The regular car won't do anything like its stated fuel efficiency, but it still does at least 500miles per tank no matter what speed you do, which is plenty for a day's driving in the UK. If the actual efficiency difference for electric cars is the same as motor cars - and you're being deliberately coy on this point, which doesn't inspire confidence - then we're talking about maybe 200-230 miles - followed by 30 mins charging IF it's a Tesla and there's an available Tesla supercharging point at that point on the route.
The charging network is currently provided as a subsidy. Eventually, in the absence of subsidies, if they doesn't pay for themselves stations will have to close. It's an undeniable force of economics.
In Europe just under 61% of motor vehicle emissions come from cars. Light trucks represent nearly 12%, whilst HGV's account for 26% - the residual 1.2% is from motorcycles.
Cars are the low-hanging fruit. LGV's and HGV's will be a much tougher nut to crack. The weight of the necessary batteries clearly has a major impact on the payload they can carry, and the need for ancillary equipment such as the tachograph, refrigeration, etc will increase the power draw and further reduce the effective range.

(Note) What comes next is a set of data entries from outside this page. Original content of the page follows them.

//! Integration tests for the harvester
//!
//! These tests use wiremock to stand in for the crates.io API and drive
//! complete fetches through the public backend interface.

mod archive_tests;
mod harvest_tests;

use crates_harvester::backend::CratesBackend;
use crates_harvester::client::{ArchiveMode, CratesClient, Transport};
use crates_harvester::config::ClientConfig;
use serde_json::{json, Value};
use std::time::Duration;
use url::Url;
use wiremock::matchers::{method, path, query_param};
use wiremock::{Mock, MockServer, ResponseTemplate};

pub const ORIGIN: &str = "https://crates.io/";

/// Creates a backend pointed at the mock server
pub fn create_test_backend(server: &MockServer, archive: ArchiveMode) -> CratesBackend {
    let config = ClientConfig {
        api_root: format!("{}/api/v1/", server.uri()),
        max_retries: 2,
        ..ClientConfig::default()
    };
    let transport = Transport::new(&config)
        .expect("Failed to build transport")
        .with_sleep_time(Duration::from_millis(1))
        .with_archive(archive);
    let api_root = Url::parse(&config.api_root).expect("Failed to parse API root");

    CratesBackend::new(CratesClient::with_transport(api_root, transport), ORIGIN)
}

/// Mounts a JSON response for one path
pub async fn mount_json(server: &MockServer, route: &str, body: Value) {
    Mock::given(method("GET"))
        .and(path(route))
        .respond_with(ResponseTemplate::new(200).set_body_json(body))
        .mount(server)
        .await;
}

/// Mounts one listing page
pub async fn mount_listing(server: &MockServer, page: u32, entries: Value, total: u64) {
    Mock::given(method("GET"))
        .and(path("/api/v1/crates"))
        .and(query_param("sort", "alphabetical"))
        .and(query_param("page", page.to_string()))
        .respond_with(
            ResponseTemplate::new(200)
                .set_body_json(json!({"crates": entries, "meta": {"total": total}})),
        )
        .mount(server)
        .await;
}

/// Mounts detail and sub-resources for one crate
pub async fn mount_crate(server: &MockServer, id: &str, updated_at: &str) {
    mount_json(
        server,
        &format!("/api/v1/crates/{}", id),
        json!({
            "crate": {
                "id": id,
                "name": id,
                "updated_at": updated_at,
                "downloads": 1000
            },
            "versions": [],
            "keywords": []
        }),
    )
    .await;
    mount_json(
        server,
        &format!("/api/v1/crates/{}/owner_team", id),
        json!({"teams": []}),
    )
    .await;
    mount_json(
        server,
        &format!("/api/v1/crates/{}/owner_user", id),
        json!({"users": [{"id": 1, "login": "someone"}]}),
    )
    .await;
    mount_json(
        server,
        &format!("/api/v1/crates/{}/downloads", id),
        json!({"version_downloads": [], "meta": {"extra_downloads": []}}),
    )
    .await;
    mount_json(
        server,
        &format!("/api/v1/crates/{}/versions", id),
        json!({"versions": [{"num": "1.0.0"}]}),
    )
    .await;
}

/// Mounts the registry summary
pub async fn mount_summary(server: &MockServer) {
    mount_json(
        server,
        "/api/v1/summary",
        json!({
            "num_downloads": 5,
            "num_crates": 2,
            "most_downloaded": [{"id": "alpha"}],
            "just_updated": []
        }),
    )
    .await;
}
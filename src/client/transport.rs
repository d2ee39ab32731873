//! HTTP transport
//!
//! This module owns every network request the harvester makes, including:
//! - Building the HTTP client with user agent, timeouts and TLS settings
//! - Retrying transient failures with a fixed sleep between attempts
//! - Recording responses to an archive, or replaying them from one

use crate::archive::Archive;
use crate::config::ClientConfig;
use crate::{HarvestError, Result};
use reqwest::{header, Client, StatusCode};
use std::time::Duration;
use url::Url;

/// Statuses that are worth retrying
const RETRY_STATUSES: &[StatusCode] = &[
    StatusCode::REQUEST_TIMEOUT,
    StatusCode::LOCKED,
    StatusCode::TOO_MANY_REQUESTS,
    StatusCode::BAD_GATEWAY,
    StatusCode::SERVICE_UNAVAILABLE,
    StatusCode::GATEWAY_TIMEOUT,
];

/// Where responses come from and go to
pub enum ArchiveMode {
    /// Talk to the network only
    Off,
    /// Talk to the network and record every response
    Record(Archive),
    /// Never touch the network; answer from the archive
    Replay(Archive),
}

/// Retrying HTTP GET transport
pub struct Transport {
    client: Client,
    sleep_time: Duration,
    max_retries: u32,
    token: Option<String>,
    archive: ArchiveMode,
}

/// Builds an HTTP client with proper configuration
///
/// # Arguments
///
/// * `config` - The client configuration
///
/// # Returns
///
/// * `Ok(Client)` - Successfully built HTTP client
/// * `Err(reqwest::Error)` - Failed to build client
pub fn build_http_client(config: &ClientConfig) -> std::result::Result<Client, reqwest::Error> {
    let mut headers = header::HeaderMap::new();
    headers.insert(
        header::CONTENT_TYPE,
        header::HeaderValue::from_static("application/json"),
    );

    Client::builder()
        .user_agent(config.user_agent.as_str())
        .default_headers(headers)
        .timeout(Duration::from_secs(config.timeout))
        .connect_timeout(Duration::from_secs(10))
        .danger_accept_invalid_certs(!config.ssl_verify)
        .gzip(true)
        .brotli(true)
        .build()
}

impl Transport {
    /// Creates a transport from the client configuration
    pub fn new(config: &ClientConfig) -> Result<Self> {
        Ok(Self {
            client: build_http_client(config)?,
            sleep_time: Duration::from_secs(config.sleep_time),
            max_retries: config.max_retries.max(1),
            token: None,
            archive: ArchiveMode::Off,
        })
    }

    /// Sends `Authorization: Bearer <token>` with every request
    pub fn with_token(mut self, token: impl Into<String>) -> Self {
        self.token = Some(token.into());
        self
    }

    /// Overrides the sleep between retries
    pub fn with_sleep_time(mut self, sleep_time: Duration) -> Self {
        self.sleep_time = sleep_time;
        self
    }

    /// Attaches an archive to record to or replay from
    pub fn with_archive(mut self, archive: ArchiveMode) -> Self {
        self.archive = archive;
        self
    }

    /// Returns true if responses are served from an archive
    pub fn is_replaying(&self) -> bool {
        matches!(self.archive, ArchiveMode::Replay(_))
    }

    /// Returns the archive in use, if any
    pub fn archive(&self) -> Option<&Archive> {
        match &self.archive {
            ArchiveMode::Off => None,
            ArchiveMode::Record(archive) | ArchiveMode::Replay(archive) => Some(archive),
        }
    }

    /// Fetches a URL and returns its body as text
    ///
    /// # Retry Logic
    ///
    /// | Condition | Action |
    /// |-----------|--------|
    /// | 2xx | Return body |
    /// | 408, 423, 429, 502, 503, 504 | Retry after `sleep_time` |
    /// | Connection error / timeout | Retry after `sleep_time` |
    /// | Any other status | Fail immediately with `HttpStatus` |
    ///
    /// At most `max_retries` attempts are made in total.
    pub async fn fetch(&self, url: &Url, query: &[(&str, String)]) -> Result<String> {
        let (status, body) = match &self.archive {
            ArchiveMode::Replay(archive) => {
                let response = archive.retrieve(url.as_str(), query)?;
                tracing::trace!("Replaying {} from archive", url);
                (response.status, response.body)
            }
            ArchiveMode::Record(archive) => {
                let (status, body) = self.fetch_remote(url, query).await?;
                archive.store(url.as_str(), query, status, &body)?;
                (status, body)
            }
            ArchiveMode::Off => self.fetch_remote(url, query).await?,
        };

        if !StatusCode::from_u16(status).is_ok_and(|s| s.is_success()) {
            tracing::error!("HTTP {} for {}: {}", status, url, body);
            return Err(HarvestError::HttpStatus {
                url: url.to_string(),
                status,
                body,
            });
        }

        Ok(body)
    }

    /// Performs the request with retries and returns the final status and body
    async fn fetch_remote(&self, url: &Url, query: &[(&str, String)]) -> Result<(u16, String)> {
        let mut attempt = 0;

        loop {
            attempt += 1;

            let mut request = self.client.get(url.clone());
            if !query.is_empty() {
                request = request.query(query);
            }
            if let Some(token) = &self.token {
                request = request.bearer_auth(token);
            }

            match request.send().await {
                Ok(response) => {
                    let status = response.status();
                    if RETRY_STATUSES.contains(&status) && attempt < self.max_retries {
                        tracing::warn!(
                            "HTTP {} for {} (attempt {}/{}), retrying in {:?}",
                            status,
                            url,
                            attempt,
                            self.max_retries,
                            self.sleep_time
                        );
                        tokio::time::sleep(self.sleep_time).await;
                        continue;
                    }

                    let body = response.text().await.map_err(|source| HarvestError::Transport {
                        url: url.to_string(),
                        attempts: attempt,
                        source,
                    })?;
                    return Ok((status.as_u16(), body));
                }
                Err(e) if (e.is_connect() || e.is_timeout()) && attempt < self.max_retries => {
                    tracing::warn!(
                        "Connection to {} failed (attempt {}/{}): {}, retrying in {:?}",
                        url,
                        attempt,
                        self.max_retries,
                        e,
                        self.sleep_time
                    );
                    tokio::time::sleep(self.sleep_time).await;
                }
                Err(source) => {
                    return Err(HarvestError::Transport {
                        url: url.to_string(),
                        attempts: attempt,
                        source,
                    });
                }
            }
        }
    }
}
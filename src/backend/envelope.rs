//! Uniform item envelope
//!
//! Downstream indexers never see bare registry objects: every item is wrapped
//! with the metadata they need for deduplication and freshness tracking.

use crate::backend::{BACKEND_NAME, BACKEND_VERSION};
use crate::dates::timestamp_seconds;
use crate::item::Item;
use chrono::Utc;
use serde::Serialize;
use sha2::{Digest, Sha256};

/// Fields an indexer may search an item by
#[derive(Debug, Clone, PartialEq, Serialize)]
pub struct SearchFields {
    pub item_id: String,
}

/// An item plus the metadata describing where and when it was fetched
#[derive(Debug, Clone, PartialEq, Serialize)]
pub struct ItemEnvelope {
    pub backend_name: String,
    pub backend_version: String,
    /// When the item was fetched (UTC seconds)
    pub timestamp: f64,
    pub origin: String,
    /// Stable hash of origin and item identifier
    pub uuid: String,
    /// When the item was last updated (UTC seconds)
    pub updated_on: f64,
    pub category: String,
    pub search_fields: SearchFields,
    pub tag: String,
    pub data: Item,
}

impl ItemEnvelope {
    /// Wraps an item fetched from `origin`
    pub fn wrap(item: Item, origin: &str, tag: &str) -> Self {
        let identifier = item.identifier();

        Self {
            backend_name: BACKEND_NAME.to_string(),
            backend_version: BACKEND_VERSION.to_string(),
            timestamp: timestamp_seconds(Utc::now()),
            origin: origin.to_string(),
            uuid: item_uuid(origin, &identifier),
            updated_on: item.updated_on(),
            category: item.category().to_string(),
            search_fields: SearchFields {
                item_id: identifier,
            },
            tag: tag.to_string(),
            data: item,
        }
    }
}

/// Hex SHA-256 of `origin:identifier`
pub fn item_uuid(origin: &str, identifier: &str) -> String {
    let mut hasher = Sha256::new();
    hasher.update(origin.as_bytes());
    hasher.update(b":");
    hasher.update(identifier.as_bytes());
    hex::encode(hasher.finalize())
}
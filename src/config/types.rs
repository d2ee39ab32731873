use serde::Deserialize;

/// Default registry API root
pub const CRATES_API_URL: &str = "https://crates.io/api/v1/";

/// Default origin stamped on emitted items
pub const CRATES_URL: &str = "https://crates.io/";

/// Default seconds to sleep between retries
pub const SLEEP_TIME: u64 = 60;

/// Default number of attempts per request
pub const MAX_RETRIES: u32 = 5;

/// Main configuration structure for Crates-Harvester
#[derive(Debug, Clone, Default, PartialEq, Deserialize)]
pub struct Config {
    #[serde(default)]
    pub client: ClientConfig,
}

/// Registry client configuration
#[derive(Debug, Clone, PartialEq, Deserialize)]
#[serde(default)]
pub struct ClientConfig {
    /// Root URL of the registry API
    #[serde(rename = "api-root")]
    pub api_root: String,

    /// Origin recorded in item envelopes
    pub origin: String,

    /// Seconds to sleep between retries of a failed request
    #[serde(rename = "sleep-time")]
    pub sleep_time: u64,

    /// Total attempts per request before giving up
    #[serde(rename = "max-retries")]
    pub max_retries: u32,

    /// Request timeout (seconds)
    pub timeout: u64,

    /// Verify TLS certificates
    #[serde(rename = "ssl-verify")]
    pub ssl_verify: bool,

    /// User-Agent header sent with every request
    #[serde(rename = "user-agent")]
    pub user_agent: String,
}

impl Default for ClientConfig {
    fn default() -> Self {
        Self {
            api_root: CRATES_API_URL.to_string(),
            origin: CRATES_URL.to_string(),
            sleep_time: SLEEP_TIME,
            max_retries: MAX_RETRIES,
            timeout: 30,
            ssl_verify: true,
            user_agent: concat!(env!("CARGO_PKG_NAME"), "/", env!("CARGO_PKG_VERSION")).to_string(),
        }
    }
}
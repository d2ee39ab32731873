//! Paginated listing fetcher
//!
//! Walks `GET /crates?sort=alphabetical&page=N` one page at a time. The first
//! page's `meta.total` fixes how many entries the walk expects, and the walk
//! ends once that many entries have been seen.
//!
//! A page that comes back empty also ends the walk, even when fewer than
//! `total` entries were seen. This guard sits on top of the total-based stop
//! and keeps a registry that shrinks mid-walk from paging forever.

use crate::client::Transport;
use crate::{HarvestError, Result};
use serde::de::IgnoredAny;
use serde::Deserialize;
use url::Url;

/// Only the bookkeeping parts of a listing page
#[derive(Debug, Deserialize)]
struct PageEnvelope {
    crates: Option<Vec<IgnoredAny>>,
    meta: Option<PageMeta>,
}

#[derive(Debug, Deserialize)]
struct PageMeta {
    total: Option<u64>,
}

/// Lazy, finite, non-restartable sequence of raw listing pages
///
/// Pull pages with [`CratePages::next_page`]. After the last page, or after
/// any error, every further call returns `Ok(None)`.
pub struct CratePages<'a> {
    transport: &'a Transport,
    url: Url,
    page: u32,
    parsed: u64,
    total: Option<u64>,
    done: bool,
}

impl<'a> CratePages<'a> {
    pub(crate) fn new(transport: &'a Transport, url: Url, from_page: u32) -> Self {
        Self {
            transport,
            url,
            page: from_page,
            parsed: 0,
            total: None,
            done: false,
        }
    }

    /// Number of the page the next call will request
    pub fn current_page(&self) -> u32 {
        self.page
    }

    /// Number of listing entries seen so far
    pub fn parsed(&self) -> u64 {
        self.parsed
    }

    /// Total reported by the first page, once known
    pub fn total(&self) -> Option<u64> {
        self.total
    }

    /// Fetches the next raw page
    ///
    /// # Returns
    ///
    /// * `Ok(Some(body))` - The raw JSON text of the next page
    /// * `Ok(None)` - Pagination has finished
    /// * `Err(HarvestError)` - The request or envelope decoding failed; the
    ///   sequence is aborted
    pub async fn next_page(&mut self) -> Result<Option<String>> {
        if self.done {
            return Ok(None);
        }

        let result = self.fetch_page().await;
        if result.is_err() {
            self.done = true;
        }
        result.map(Some)
    }

    async fn fetch_page(&mut self) -> Result<String> {
        tracing::debug!("Fetching page: {}", self.page);

        let query = [
            ("sort", "alphabetical".to_string()),
            ("page", self.page.to_string()),
        ];
        let raw = self.transport.fetch(&self.url, &query).await?;

        let envelope: PageEnvelope =
            serde_json::from_str(&raw).map_err(|source| HarvestError::Decode {
                resource: self.url.to_string(),
                source,
            })?;

        let count = envelope
            .crates
            .ok_or_else(|| HarvestError::schema("crates page", "crates"))?
            .len() as u64;
        self.parsed += count;

        let total = match self.total {
            Some(total) => total,
            None => {
                let total = envelope
                    .meta
                    .and_then(|meta| meta.total)
                    .ok_or_else(|| HarvestError::schema("crates page", "meta.total"))?;
                self.total = Some(total);
                total
            }
        };

        tracing::debug!(
            "Page {} had {} crates ({}/{} parsed)",
            self.page,
            count,
            self.parsed,
            total
        );

        self.page += 1;
        // Empty page guard
        if self.parsed >= total || count == 0 {
            self.done = true;
        }

        Ok(raw)
    }
}
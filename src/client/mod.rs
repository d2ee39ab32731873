//! Registry client
//!
//! This module contains everything that talks to the registry API:
//! - A retrying HTTP transport with archive record/replay
//! - The paginated crate listing walker
//! - Typed accessors for summary, crate detail and crate sub-resources

mod pages;
mod resources;
mod transport;

pub use pages::CratePages;
pub use resources::{join_path, CrateAttribute, CratesClient};
pub use transport::{build_http_client, ArchiveMode, Transport};
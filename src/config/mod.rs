//! Configuration module for Crates-Harvester
//!
//! This module handles loading, parsing, and validating TOML configuration
//! files. Every setting has a default, so a configuration file is optional.
//!
//! # Example
//!
//! ```no_run
//! use crates_harvester::config::load_config;
//! use std::path::Path;
//!
//! let config = load_config(Path::new("harvester.toml")).unwrap();
//! println!("Retries per request: {}", config.client.max_retries);
//! ```

mod parser;
mod types;
mod validation;

// Re-export types
pub use types::{ClientConfig, Config, CRATES_API_URL, CRATES_URL, MAX_RETRIES, SLEEP_TIME};

// Re-export parser functions
pub use parser::{compute_config_hash, load_config, load_config_with_hash, parse_config};
pub use validation::validate;
//! Error types for model fitting and validation.
//!
//! Every fitting failure is a plain value: fitters return `Result` and no
//! error ever crosses the library boundary as a panic. Inverse queries that
//! simply have no answer use `Option`, not this type (see `evaluator`).

use thiserror::Error;

/// Validation and fitting errors.
///
/// Ordering violations are checked before any parameter is derived; the
/// first failure wins and no partial model is produced.
#[derive(Debug, Clone, PartialEq, Error)]
pub enum FitError {
    /// Severe-effort power must exceed threshold-effort power.
    #[error("inconsistent inputs: severe-effort power must exceed threshold-effort power")]
    InconsistentPowerOrder,

    /// Severe-effort time must be shorter than threshold-effort time.
    #[error("inconsistent inputs: severe-effort time must be shorter than threshold-effort time")]
    InconsistentTimeOrder,

    /// Severe-effort distance must be shorter than threshold-effort distance.
    #[error("inconsistent inputs: severe-effort distance must be shorter than threshold-effort distance")]
    InconsistentDistanceOrder,

    /// Test times must be strictly positive.
    #[error("inconsistent inputs: test times must be greater than zero")]
    NonPositiveTime,

    /// The closed-form hyperbolic fit produced a non-positive parameter.
    #[error("invalid fit: derived {parameter} is not positive")]
    NegativeModelParameters { parameter: &'static str },

    /// The instantaneous maximum must dominate the 3-minute hyperbolic estimate.
    #[error("inconsistent inputs: Pmax ({pmax:.0} W) must exceed the 3-minute estimate ({po3min:.1} W)")]
    PmaxTooLow { pmax: f64, po3min: f64 },

    /// Power-law regression denominator is numerically degenerate.
    #[error("cannot fit power-law model: regression points are collinear")]
    CollinearInput,
}

/// Result type alias for fitting operations.
pub type Result<T> = std::result::Result<T, FitError>;

#[cfg(test)]
mod tests {
    use super::*;

    #[test]
    fn test_messages_name_the_violated_ordering() {
        assert!(FitError::InconsistentPowerOrder.to_string().contains("power"));
        assert!(FitError::InconsistentTimeOrder.to_string().contains("time"));
        assert!(FitError::InconsistentDistanceOrder
            .to_string()
            .contains("distance"));
    }

    #[test]
    fn test_pmax_too_low_carries_context() {
        let err = FitError::PmaxTooLow {
            pmax: 400.0,
            po3min: 460.2,
        };
        let msg = err.to_string();
        assert!(msg.contains("400"));
        assert!(msg.contains("460.2"));
    }
}
//! Power-duration and speed-distance modeling for endurance athletes.
//!
//! Fits critical-power / critical-speed, anaerobic-power-reserve and
//! power-law models to sparse field-test data, selects the governing model
//! per duration or distance, and derives training zones, threshold
//! summaries and benchmark-relative athlete profiles from the fit.

pub mod cycling;
pub mod display;
pub mod error;
pub mod evaluator;
pub mod logging;
pub mod models;
pub mod regression;
pub mod running;
pub mod scoring;
pub mod zones;

pub use cycling::CyclingFitter;
pub use error::{FitError, Result};
pub use evaluator::{
    DualEstimate, ModelKind, PowerDurationEvaluator, PowerEstimate, RunningEstimate,
    SpeedDistanceEvaluator, TimeEstimate,
};
pub use models::{
    AprParams, CyclingModel, CyclingTestInputs, DistanceEffort, Lt1Range, PowerEffort,
    PowerLawParams, RunningModel, RunningTestInputs, Sex,
};
pub use running::RunningFitter;
pub use scoring::{
    AthleteScorer, CyclingAthleteProfile, CyclingProfile, RarityTier, RunningAthleteProfile,
    RunningProfile,
};
pub use zones::{
    CyclingThresholdSummary, IntensityDomain, PowerZone, RunningThresholdSummary, SpeedZone,
    ZoneCalculator,
};
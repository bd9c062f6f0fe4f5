//! Training zones and threshold summaries derived from fitted models.

use serde::Serialize;

use crate::evaluator::SpeedDistanceEvaluator;
use crate::models::{CyclingModel, Lt1Range, RunningModel};

/// Slope and intercept of the linear 5-minute-power VO2max estimate.
const VO2MAX_SLOPE: f64 = 7.44;
const VO2MAX_INTERCEPT: f64 = 27.51;

/// Duration anchoring the lower edge of the maximal-metabolic-steady-state
/// band, 50 minutes.
const MMSS_LOWER_SECS: f64 = 3000.0;

const METERS_PER_KM: f64 = 1000.0;

/// Exercise-intensity domain a zone falls into.
#[derive(Debug, Clone, Copy, PartialEq, Eq, Serialize)]
#[serde(rename_all = "lowercase")]
pub enum IntensityDomain {
    Moderate,
    Heavy,
    Severe,
    Extreme,
}

/// One cycling power zone. `max_watts` is `None` for the open-ended top zone.
#[derive(Debug, Clone, PartialEq, Serialize)]
pub struct PowerZone {
    pub number: u8,
    pub name: &'static str,
    pub min_watts: f64,
    pub max_watts: Option<f64>,
    pub domain: IntensityDomain,
}

/// One running speed zone in m/s. `max_speed` is `None` for the top zone.
#[derive(Debug, Clone, PartialEq, Serialize)]
pub struct SpeedZone {
    pub number: u8,
    pub name: &'static str,
    pub min_speed: f64,
    pub max_speed: Option<f64>,
    pub domain: IntensityDomain,
}

/// Key cycling thresholds in one place, absolute and per-kilogram.
#[derive(Debug, Clone, PartialEq, Serialize)]
pub struct CyclingThresholdSummary {
    pub pmax_watts: f64,
    /// Maximal aerobic power, the 3-minute asymptote.
    pub map_watts: f64,
    pub cp_watts: f64,
    pub w_prime_joules: f64,
    /// Maximal metabolic steady state band, watts.
    pub mmss_min_watts: f64,
    pub mmss_max_watts: f64,
    pub lt1: Lt1Range,
    /// Estimated VO2max in ml/kg/min from relative 5-minute power.
    pub vo2max_ml_kg_min: f64,
    pub pmax_wkg: f64,
    pub map_wkg: f64,
    pub cp_wkg: f64,
}

/// Key running thresholds, speeds in m/s and paces in s/km.
#[derive(Debug, Clone, PartialEq, Serialize)]
pub struct RunningThresholdSummary {
    pub cs_speed: f64,
    pub cs_pace: f64,
    pub d_prime_meters: f64,
    /// Maximal aerobic (3-minute) pace.
    pub vo2max_pace: f64,
    pub lt1_pace: Lt1Range,
}

/// Zone and threshold derivation.
pub struct ZoneCalculator;

impl ZoneCalculator {
    /// Six-zone power scheme anchored on LT1, CP and the 3-minute power.
    pub fn cycling_zones(model: &CyclingModel) -> Vec<PowerZone> {
        let lt1 = model.lt1.estimate;
        let boundaries = [
            0.8 * lt1,
            lt1,
            0.92 * model.cp,
            1.02 * model.cp,
            model.apr.po3min,
        ];
        let names = [
            "Recovery",
            "Endurance",
            "Tempo",
            "Threshold",
            "VO2max",
            "Anaerobic",
        ];
        let domains = [
            IntensityDomain::Moderate,
            IntensityDomain::Moderate,
            IntensityDomain::Heavy,
            IntensityDomain::Heavy,
            IntensityDomain::Severe,
            IntensityDomain::Extreme,
        ];

        Self::build_zones(&boundaries, &names, &domains, |number, name, min, max, domain| {
            PowerZone {
                number,
                name,
                min_watts: min,
                max_watts: max,
                domain,
            }
        })
    }

    /// Six-zone speed scheme anchored on LT1 speed and the 60/25/3-minute
    /// sustainable velocities.
    pub fn running_zones(model: &RunningModel) -> Vec<SpeedZone> {
        let lt1_speed = METERS_PER_KM / model.lt1.estimate;
        let v60 = SpeedDistanceEvaluator::velocity_at(model, 3600.0);
        let v25 = SpeedDistanceEvaluator::velocity_at(model, 1500.0);
        let v3 = SpeedDistanceEvaluator::velocity_at(model, 180.0);
        let boundaries = [0.86 * lt1_speed, lt1_speed, v60, v25, v3];
        let names = [
            "Recovery",
            "Endurance",
            "Tempo",
            "Threshold",
            "VO2max",
            "Anaerobic",
        ];
        let domains = [
            IntensityDomain::Moderate,
            IntensityDomain::Moderate,
            IntensityDomain::Heavy,
            IntensityDomain::Heavy,
            IntensityDomain::Severe,
            IntensityDomain::Extreme,
        ];

        Self::build_zones(&boundaries, &names, &domains, |number, name, min, max, domain| {
            SpeedZone {
                number,
                name,
                min_speed: min,
                max_speed: max,
                domain,
            }
        })
    }

    /// Threshold summary including the VO2max estimate and the MMSS band.
    ///
    /// The 5-minute power feeding the VO2max formula is always the
    /// hyperbolic `cp + w_prime/300`, independent of the evaluator's band
    /// selection; the published regression was calibrated on that form.
    pub fn cycling_thresholds(model: &CyclingModel, body_weight_kg: f64) -> CyclingThresholdSummary {
        let p5min = model.cp + model.w_prime / 300.0;
        let vo2max = VO2MAX_SLOPE * (p5min / body_weight_kg) + VO2MAX_INTERCEPT;
        let mmss_min =
            model.power_law.scale * MMSS_LOWER_SECS.powf(model.power_law.exponent - 1.0);

        CyclingThresholdSummary {
            pmax_watts: model.pmax,
            map_watts: model.apr.po3min,
            cp_watts: model.cp,
            w_prime_joules: model.w_prime,
            mmss_min_watts: mmss_min,
            mmss_max_watts: model.cp,
            lt1: model.lt1,
            vo2max_ml_kg_min: vo2max,
            pmax_wkg: model.pmax / body_weight_kg,
            map_wkg: model.apr.po3min / body_weight_kg,
            cp_wkg: model.cp / body_weight_kg,
        }
    }

    pub fn running_thresholds(model: &RunningModel) -> RunningThresholdSummary {
        RunningThresholdSummary {
            cs_speed: model.cs,
            cs_pace: model.cs_pace,
            d_prime_meters: model.d_prime,
            vo2max_pace: model.vo2max_pace,
            lt1_pace: model.lt1,
        }
    }

    /// Stitch five interior boundaries into six contiguous zones.
    fn build_zones<Z>(
        boundaries: &[f64; 5],
        names: &[&'static str; 6],
        domains: &[IntensityDomain; 6],
        make: impl Fn(u8, &'static str, f64, Option<f64>, IntensityDomain) -> Z,
    ) -> Vec<Z> {
        let mut zones = Vec::with_capacity(6);
        let mut lower = 0.0;
        for i in 0..6 {
            let upper = boundaries.get(i).copied();
            zones.push(make(i as u8 + 1, names[i], lower, upper, domains[i]));
            if let Some(upper) = upper {
                lower = upper;
            }
        }
        zones
    }
}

Frequent re-charging means longer journey times, so together with the reduce payload this means more trucks will be needed to deliver the same amount of freight. One of the impacts of Covid has been the huge increase in retail in general and eCommerce in particular - all of it requiring more transportation. So saving the planet will be achieved by putting more vehicles on the road!
A lot of research and investment is taking place, but we are still some way off electric HGV's. Some prototypes look impressive......until you learn that they were only able to film them moving because they were on a gradient and rolling downhill, so not actually relying on the batteries at all.